Siapa sangka, sosok Mustafa Yasin yang biasanya tampil rapi di kursi DPRD kini tampil beda, pakai baju tahanan oranye dengan tangan terborgol.

Politikus yang juga dikenal sebagai bos biro perjalanan PT Novavil Mutiara Utama itu resmi ditetapkan sebagai tersangka kasus dugaan penipuan ibadah haji dan umrah oleh Polda Gorontalo, Selasa (11/11/2025).
Kapolda Gorontalo, Irjen Pol Widodo, mengonfirmasi langsung penetapan ini dalam konferensi pers yang cukup menyita perhatian media.
“Pelaku menjanjikan pemberangkatan haji dan umrah, bahkan haji furada dengan harga lebih murah dari pasaran. Tapi faktanya, para korban tak pernah diberangkatkan,” jelas Kapolda Gorontalo.
Modus Syurga Murah
Dari hasil penyelidikan, aksi ini bukan hal baru. Sejak 2017, Mustafa diduga menjalankan modus yang sama, menawarkan paket ibadah dengan harga “spesial”, jauh di bawah harga resmi.
Promosi gencar lewat media sosial, plus pendekatan personal ke masyarakat, membuat banyak calon jemaah tergiur.

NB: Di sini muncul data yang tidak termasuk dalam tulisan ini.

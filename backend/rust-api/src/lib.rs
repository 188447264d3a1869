use axum::{
    extract::Request,
    http::{header, HeaderValue, Method},
    middleware::{self, Next},
    response::Response,
    routing::{get, post},
    Router,
};
use tower_http::{cors::CorsLayer, trace::TraceLayer};

pub mod config;
pub mod error;
pub mod handlers;
pub mod metrics;
pub mod middlewares;
pub mod models;
pub mod puzzle;
pub mod services;
pub mod utils;

pub use config::Config;
pub use services::AppState;

/// CSP middleware adds Content-Security-Policy header to all responses
async fn csp_middleware(request: Request, next: Next) -> Response {
    let mut response = next.run(request).await;
    response.headers_mut().insert(
        header::CONTENT_SECURITY_POLICY,
        HeaderValue::from_static(
            "default-src 'self'; \
             script-src 'self' 'unsafe-inline'; \
             style-src 'self' 'unsafe-inline'; \
             img-src 'self' data:; \
             connect-src 'self'",
        ),
    );
    response
}

pub fn create_router(app_state: std::sync::Arc<services::AppState>) -> Router {
    let cors = CorsLayer::new()
        .allow_methods([Method::GET, Method::POST, Method::OPTIONS])
        .allow_headers([header::AUTHORIZATION, header::CONTENT_TYPE])
        .allow_origin(tower_http::cors::Any); // TODO: restrict to specific origins in production

    Router::new()
        // Public endpoints (no auth required)
        .route("/health", get(handlers::health_check))
        // Metrics endpoint with Basic Auth protection
        .route(
            "/metrics",
            get(handlers::metrics_handler)
                .layer(middleware::from_fn(handlers::metrics_auth_middleware)),
        )
        // Protected endpoints (require the identity provider's JWT)
        .nest(
            "/api/v1/puzzles",
            puzzle_routes()
                .layer(middleware::from_fn_with_state(
                    app_state.clone(),
                    middlewares::rate_limit::rate_limit_middleware,
                ))
                .layer(middleware::from_fn_with_state(
                    app_state.clone(),
                    middlewares::auth::auth_middleware,
                )),
        )
        .nest(
            "/api/v1/scores",
            score_routes().layer(middleware::from_fn_with_state(
                app_state.clone(),
                middlewares::auth::auth_middleware,
            )),
        )
        .with_state(app_state)
        .layer(cors)
        .layer(middleware::from_fn(csp_middleware))
        .layer(middleware::from_fn(
            middlewares::metrics::metrics_middleware,
        ))
        .layer(TraceLayer::new_for_http())
}

fn puzzle_routes() -> Router<std::sync::Arc<services::AppState>> {
    Router::new()
        .route("/current", get(handlers::puzzles::current_puzzle))
        .route("/current/progress", post(handlers::puzzles::save_progress))
        .route("/current/submit", post(handlers::puzzles::submit))
        .route("/current/abandon", post(handlers::puzzles::abandon))
}

fn score_routes() -> Router<std::sync::Arc<services::AppState>> {
    Router::new()
        .route("/me", get(handlers::scores::my_score))
        .route("/leaderboard", get(handlers::scores::leaderboard))
}
use lazy_static::lazy_static;
use prometheus::{
    register_histogram_vec, register_int_counter_vec, Encoder, HistogramVec, IntCounterVec,
    TextEncoder,
};

lazy_static! {
    // HTTP metrics
    pub static ref HTTP_REQUESTS_TOTAL: IntCounterVec = register_int_counter_vec!(
        "http_requests_total",
        "Total number of HTTP requests",
        &["method", "path", "status"]
    )
    .unwrap();

    pub static ref HTTP_REQUEST_DURATION_SECONDS: HistogramVec = register_histogram_vec!(
        "http_request_duration_seconds",
        "HTTP request duration in seconds",
        &["method", "path"],
        vec![0.001, 0.005, 0.01, 0.025, 0.05, 0.1, 0.25, 0.5, 1.0, 2.5, 5.0, 10.0]
    )
    .unwrap();

    // Business metrics
    pub static ref PUZZLES_GENERATED_TOTAL: IntCounterVec = register_int_counter_vec!(
        "puzzles_generated_total",
        "Puzzle generation attempts by outcome",
        &["status"]
    )
    .unwrap();

    pub static ref SUBMISSIONS_TOTAL: IntCounterVec = register_int_counter_vec!(
        "submissions_total",
        "Puzzle submissions by outcome",
        &["outcome"]
    )
    .unwrap();

    // Solved-flag cache (duplicate-resubmission short-circuit)
    pub static ref SOLVED_FLAG_CHECKS: IntCounterVec = register_int_counter_vec!(
        "solved_flag_checks_total",
        "Solved-flag cache lookups by result",
        &["result"]
    )
    .unwrap();
}

pub fn record_solved_flag_hit() {
    SOLVED_FLAG_CHECKS.with_label_values(&["hit"]).inc();
}

pub fn record_solved_flag_miss() {
    SOLVED_FLAG_CHECKS.with_label_values(&["miss"]).inc();
}

pub fn render_metrics() -> Result<String, prometheus::Error> {
    let encoder = TextEncoder::new();
    let metric_families = prometheus::gather();
    let mut buffer = Vec::new();
    encoder.encode(&metric_families, &mut buffer)?;
    Ok(String::from_utf8(buffer).unwrap_or_default())
}
use axum::{
    extract::{Request, State},
    http::{HeaderMap, StatusCode},
    middleware::Next,
    response::Response,
};
use jsonwebtoken::{decode, encode, DecodingKey, EncodingKey, Header, Validation};
use serde::{Deserialize, Serialize};
use std::sync::Arc;
use thiserror::Error;

use crate::services::AppState;

/// Claims minted by the external identity provider. `sub` carries the
/// username all user-scoped storage is keyed by.
#[derive(Debug, Serialize, Deserialize, Clone)]
pub struct JwtClaims {
    pub sub: String,
    pub exp: usize,
    pub iat: usize,
}

#[derive(Debug, Error)]
pub enum AuthError {
    #[error("Invalid token")]
    InvalidToken,
    #[error("Token expired")]
    ExpiredToken,
    #[error("Missing authorization token")]
    MissingToken,
    #[error("Invalid token signature")]
    InvalidSignature,
}

pub struct JwtService {
    encoding_key: EncodingKey,
    decoding_key: DecodingKey,
}

impl JwtService {
    pub fn new(secret: &str) -> Self {
        Self {
            encoding_key: EncodingKey::from_secret(secret.as_bytes()),
            decoding_key: DecodingKey::from_secret(secret.as_bytes()),
        }
    }

    pub fn generate_token(&self, claims: JwtClaims) -> Result<String, AuthError> {
        encode(&Header::default(), &claims, &self.encoding_key).map_err(|_| AuthError::InvalidToken)
    }

    pub fn validate_token(&self, token: &str) -> Result<JwtClaims, AuthError> {
        decode::<JwtClaims>(token, &self.decoding_key, &Validation::default())
            .map(|data| data.claims)
            .map_err(|e| match e.kind() {
                jsonwebtoken::errors::ErrorKind::ExpiredSignature => AuthError::ExpiredToken,
                jsonwebtoken::errors::ErrorKind::InvalidSignature => AuthError::InvalidSignature,
                _ => AuthError::InvalidToken,
            })
    }
}

/// Validates the Bearer token and stores the claims in request extensions
/// for handlers to read the username from.
pub async fn auth_middleware(
    State(state): State<Arc<AppState>>,
    headers: HeaderMap,
    mut request: Request,
    next: Next,
) -> Result<Response, StatusCode> {
    let token = headers
        .get("authorization")
        .and_then(|v| v.to_str().ok())
        .and_then(|v| v.strip_prefix("Bearer "))
        .ok_or(StatusCode::UNAUTHORIZED)?;

    let jwt_service = JwtService::new(&state.config.jwt_secret);
    let claims = jwt_service.validate_token(token).map_err(|e| {
        tracing::warn!("JWT validation failed: {}", e);
        StatusCode::UNAUTHORIZED
    })?;

    tracing::debug!("Authenticated user: {}", claims.sub);
    request.extensions_mut().insert(claims);

    Ok(next.run(request).await)
}

#[cfg(test)]
mod tests {
    use super::*;

    fn claims_for(sub: &str) -> JwtClaims {
        JwtClaims {
            sub: sub.to_string(),
            exp: (chrono::Utc::now().timestamp() + 3600) as usize,
            iat: chrono::Utc::now().timestamp() as usize,
        }
    }

    #[test]
    fn round_trips_claims() {
        let service = JwtService::new("test-secret");
        let token = service.generate_token(claims_for("alice")).unwrap();
        let validated = service.validate_token(&token).unwrap();
        assert_eq!(validated.sub, "alice");
    }

    #[test]
    fn rejects_wrong_secret() {
        let token = JwtService::new("secret-a")
            .generate_token(claims_for("alice"))
            .unwrap();
        let err = JwtService::new("secret-b").validate_token(&token).unwrap_err();
        assert!(matches!(err, AuthError::InvalidSignature));
    }
}
//! The puzzle pipeline: generator output parsing and the reveal transform
//! that turns a solved grid into a playable, partially revealed puzzle.

pub mod grid;
pub mod reveal;

pub use grid::ParsedGrid;
pub use reveal::{reveal_letters, DEFAULT_REVEAL_QUOTA};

Bahkan, tim promosi PT Novavil Mutiara Utama sempat merambah hingga Ternate untuk mencari calon jemaah baru.
Tapi harapan itu sirna. Dari total 62 korban, tak satu pun benar-benar diberangkatkan ke Tanah Suci.
Alih-alih digunakan untuk visa, tiket, dan akomodasi, uang mereka, sekitar Rp2,54 miliar, diduga malah “raib” untuk kepentingan pribadi sang dewan.

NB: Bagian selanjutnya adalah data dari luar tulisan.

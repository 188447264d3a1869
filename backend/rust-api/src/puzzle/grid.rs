use crate::error::PuzzleError;

/// Blocked (black) cell marker in both the solution and the display grid.
pub const BLOCK: char = '-';

/// Parsed generator output.
///
/// The generator prints three blocks in fixed positional order: `rows`
/// solution lines, `rows` display lines, then the clue legend. Solution
/// lines are whitespace-separated single-character cells. Display lines are
/// kept as raw text because cell spacing is significant there: cells sit at
/// even character offsets, and an empty fill-in cell is a space, so a blank
/// cell next to its separator forms the double-space run the collapse step
/// turns back into a single in-grid space.
#[derive(Debug, Clone)]
pub struct ParsedGrid {
    solution: Vec<Vec<char>>,
    display_rows: Vec<String>,
    solution_text: String,
    display_text: String,
    legend: String,
}

impl ParsedGrid {
    pub fn parse(raw: &str, rows: usize) -> Result<Self, PuzzleError> {
        if rows == 0 {
            return Err(PuzzleError::MalformedGeneratorOutput(
                "grid row count is zero".to_string(),
            ));
        }

        let lines: Vec<&str> = raw
            .lines()
            .map(|line| line.trim_end_matches(['\r', '\n']))
            .filter(|line| !line.trim().is_empty())
            .collect();

        if lines.len() < rows * 2 {
            return Err(PuzzleError::MalformedGeneratorOutput(format!(
                "expected at least {} lines (solution + display), got {}",
                rows * 2,
                lines.len()
            )));
        }

        let solution: Vec<Vec<char>> = lines[..rows]
            .iter()
            .map(|line| {
                line.split_whitespace()
                    .filter_map(|token| token.chars().next())
                    .collect()
            })
            .collect();

        let cols = solution[0].len();
        if cols == 0 {
            return Err(PuzzleError::MalformedGeneratorOutput(
                "grid column count is zero".to_string(),
            ));
        }
        if let Some(bad) = solution.iter().position(|row| row.len() != cols) {
            return Err(PuzzleError::MalformedGeneratorOutput(format!(
                "solution row {} has {} cells, expected {}",
                bad,
                solution[bad].len(),
                cols
            )));
        }

        let display_rows: Vec<String> = lines[rows..rows * 2]
            .iter()
            .map(|line| (*line).to_string())
            .collect();

        Ok(Self {
            solution,
            solution_text: lines[..rows].join("\n"),
            display_text: lines[rows..rows * 2].join("\n"),
            legend: lines[rows * 2..].join("\n"),
            display_rows,
        })
    }

    pub fn rows(&self) -> usize {
        self.solution.len()
    }

    pub fn cols(&self) -> usize {
        self.solution[0].len()
    }

    pub fn legend(&self) -> &str {
        &self.legend
    }

    /// Raw solution block, as printed by the generator.
    pub fn solution_text(&self) -> &str {
        &self.solution_text
    }

    /// Raw display block, as printed by the generator.
    pub fn display_text(&self) -> &str {
        &self.display_text
    }

    /// All solution cells concatenated row-major. Blocked cells are kept so
    /// that positions line up one-to-one with [`display_string`]; the reveal
    /// transform indexes both strings with the same offsets.
    ///
    /// [`display_string`]: ParsedGrid::display_string
    pub fn answer_flattened(&self) -> String {
        self.solution.iter().flatten().collect()
    }

    /// The display grid collapsed to one character per cell, rows
    /// concatenated. Same length and cell order as [`answer_flattened`].
    ///
    /// [`answer_flattened`]: ParsedGrid::answer_flattened
    pub fn display_string(&self) -> String {
        let cols = self.cols();
        self.display_rows
            .iter()
            .flat_map(|row| collapse_display_row(row, cols))
            .collect()
    }
}

/// Cells in a display row are joined by single spaces, so cell `i` lives at
/// character offset `2 * i`. Rows the generator trimmed short are padded
/// with blank cells.
fn collapse_display_row(row: &str, cols: usize) -> Vec<char> {
    let chars: Vec<char> = row.chars().collect();
    (0..cols)
        .map(|i| chars.get(i * 2).copied().unwrap_or(' '))
        .collect()
}

#[cfg(test)]
mod tests {
    use super::*;

    fn sample_output() -> String {
        [
            // solution block, 3x4
            "C A T -",
            "O - E A",
            "W I N -",
            // display block: digits number the words, '-' blocks, blanks fill
            "1     -",
            "  -   2",
            "3     -",
            // legend
            "1. Feline",
            "3. Victory",
        ]
        .join("\n")
    }

    #[test]
    fn parses_dimensions_and_legend() {
        let grid = ParsedGrid::parse(&sample_output(), 3).unwrap();
        assert_eq!(grid.rows(), 3);
        assert_eq!(grid.cols(), 4);
        assert_eq!(grid.legend(), "1. Feline\n3. Victory");
    }

    #[test]
    fn flattened_strings_align() {
        let grid = ParsedGrid::parse(&sample_output(), 3).unwrap();
        let answer = grid.answer_flattened();
        let display = grid.display_string();
        assert_eq!(answer, "CAT-O-EAWIN-");
        assert_eq!(answer.len(), grid.rows() * grid.cols());
        assert_eq!(display.len(), answer.len());
        // blocked cells appear at the same offsets in both strings
        for (i, c) in answer.chars().enumerate() {
            if c == BLOCK {
                assert_eq!(display.chars().nth(i), Some(BLOCK));
            }
        }
    }

    #[test]
    fn display_blanks_survive_collapse() {
        let grid = ParsedGrid::parse(&sample_output(), 3).unwrap();
        let display = grid.display_string();
        // row 0 is "1     -": number, two blanks, block
        assert_eq!(&display[..4], "1  -");
    }

    #[test]
    fn short_display_rows_are_padded() {
        let out = ["A B", "C D", "1", "2  "].join("\n");
        let grid = ParsedGrid::parse(&out, 2).unwrap();
        assert_eq!(grid.display_string(), "1 2 ");
    }

    #[test]
    fn rejects_non_rectangular_solution() {
        let out = ["A B C", "D E", "1 2 3", "4 5 6"].join("\n");
        let err = ParsedGrid::parse(&out, 2).unwrap_err();
        assert!(matches!(err, PuzzleError::MalformedGeneratorOutput(_)));
    }

    #[test]
    fn rejects_truncated_output() {
        let err = ParsedGrid::parse("A B\nC D\n", 2).unwrap_err();
        assert!(matches!(err, PuzzleError::MalformedGeneratorOutput(_)));
    }

    #[test]
    fn rejects_empty_output() {
        let err = ParsedGrid::parse("", 3).unwrap_err();
        assert!(matches!(err, PuzzleError::MalformedGeneratorOutput(_)));
    }

    #[test]
    fn blank_lines_between_blocks_are_skipped() {
        let out = "A B\nC D\n\n1 2\n3 4\n\nclue";
        let grid = ParsedGrid::parse(out, 2).unwrap();
        assert_eq!(grid.rows(), 2);
        assert_eq!(grid.legend(), "clue");
    }
}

Yang bikin publik makin heboh, Mustafa bukan sembarang pebisnis. Ia adalah anggota DPRD aktif, yang semestinya jadi contoh bagi masyarakat.

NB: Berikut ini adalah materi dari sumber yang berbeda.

use serde::Deserialize;
use std::env;

#[derive(Debug, Clone, Deserialize)]
pub struct Config {
    pub mongo_uri: String,
    pub mongo_database: String,
    pub redis_uri: String,
    pub jwt_secret: String,
    /// Path of the external crossword generator executable.
    pub generator_script: String,
    /// Directory for the immutable puzzle record blobs.
    pub puzzle_dir: String,
    /// Rows in the generator's grid output (fixed external contract).
    pub grid_rows: usize,
    /// Maximum number of pre-revealed cells per puzzle.
    pub reveal_quota: usize,
    pub listen_addr: String,
}

impl Config {
    pub fn load() -> Result<Self, config::ConfigError> {
        dotenvy::dotenv().ok();

        // Determine environment (defaults to dev)
        let env = env::var("APP_ENV").unwrap_or_else(|_| "dev".to_string());

        // Build configuration from config/*.toml + ENV overrides
        let settings = config::Config::builder()
            .add_source(
                config::File::with_name(&format!("config/{}", env)).required(false), // Allow missing config file, fallback to ENV
            )
            .add_source(config::Environment::with_prefix("APP").separator("__"))
            .build()?;

        let mongo_uri = settings
            .get_string("database.mongo_uri")
            .or_else(|_| env::var("MONGO_URI"))
            .unwrap_or_else(|_| "mongodb://localhost:27017".to_string());

        let mongo_database = settings
            .get_string("database.mongo_database")
            .or_else(|_| env::var("MONGO_DATABASE"))
            .unwrap_or_else(|_| "crossworddb".to_string());

        let redis_uri = settings
            .get_string("redis.uri")
            .or_else(|_| env::var("REDIS_URI"))
            .unwrap_or_else(|_| "redis://127.0.0.1:6379/0".to_string());

        let jwt_secret = settings
            .get_string("auth.jwt_secret")
            .or_else(|_| env::var("JWT_SECRET"))
            .unwrap_or_else(|_| {
                if env == "prod" {
                    panic!("FATAL: JWT_SECRET must be set in production!");
                }
                eprintln!("WARNING: Using default JWT_SECRET (dev mode only!)");
                "dev-secret-only-for-local-testing".to_string()
            });

        let generator_script = settings
            .get_string("generator.script")
            .or_else(|_| env::var("GENERATOR_SCRIPT"))
            .unwrap_or_else(|_| "scripts/crossword-gen.py".to_string());

        let puzzle_dir = settings
            .get_string("puzzles.dir")
            .or_else(|_| env::var("PUZZLE_DIR"))
            .unwrap_or_else(|_| "data/puzzles".to_string());

        let grid_rows = settings
            .get_int("generator.grid_rows")
            .ok()
            .or_else(|| env::var("GRID_ROWS").ok().and_then(|v| v.parse().ok()))
            .filter(|v| *v > 0)
            .unwrap_or(10) as usize;

        let reveal_quota = settings
            .get_int("puzzles.reveal_quota")
            .ok()
            .or_else(|| env::var("REVEAL_QUOTA").ok().and_then(|v| v.parse().ok()))
            .filter(|v: &i64| *v >= 0)
            .map(|v| v as usize)
            .unwrap_or(crate::puzzle::reveal::DEFAULT_REVEAL_QUOTA);

        let listen_addr = settings
            .get_string("server.listen_addr")
            .or_else(|_| env::var("LISTEN_ADDR"))
            .unwrap_or_else(|_| "0.0.0.0:8081".to_string());

        Ok(Config {
            mongo_uri,
            mongo_database,
            redis_uri,
            jwt_secret,
            generator_script,
            puzzle_dir,
            grid_rows,
            reveal_quota,
            listen_addr,
        })
    }
}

Kasus ini mencoreng wajah lembaga legislatif. Apalagi, korbannya adalah masyarakat yang menaruh harapan besar untuk beribadah.
Penyidikan akan Berlanjut
Kapolda menegaskan, pihaknya masih menelusuri kemungkinan adanya korban tambahan dan aliran dana yang lebih besar dari nominal awal.
“Dana sebesar Rp2,54 miliar itu tidak digunakan sesuai peruntukannya. Ini jelas melanggar hukum,” tegas Irjen Widodo.
Atas perbuatannya, Mustafa dijerat dengan Pasal 120 dan 121 Undang-Undang Nomor 8 Tahun 2019 tentang Penyelenggaraan Ibadah Haji dan Umrah, dengan ancaman maksimal 6 tahun penjara dan denda hingga Rp6 miliar rupiah.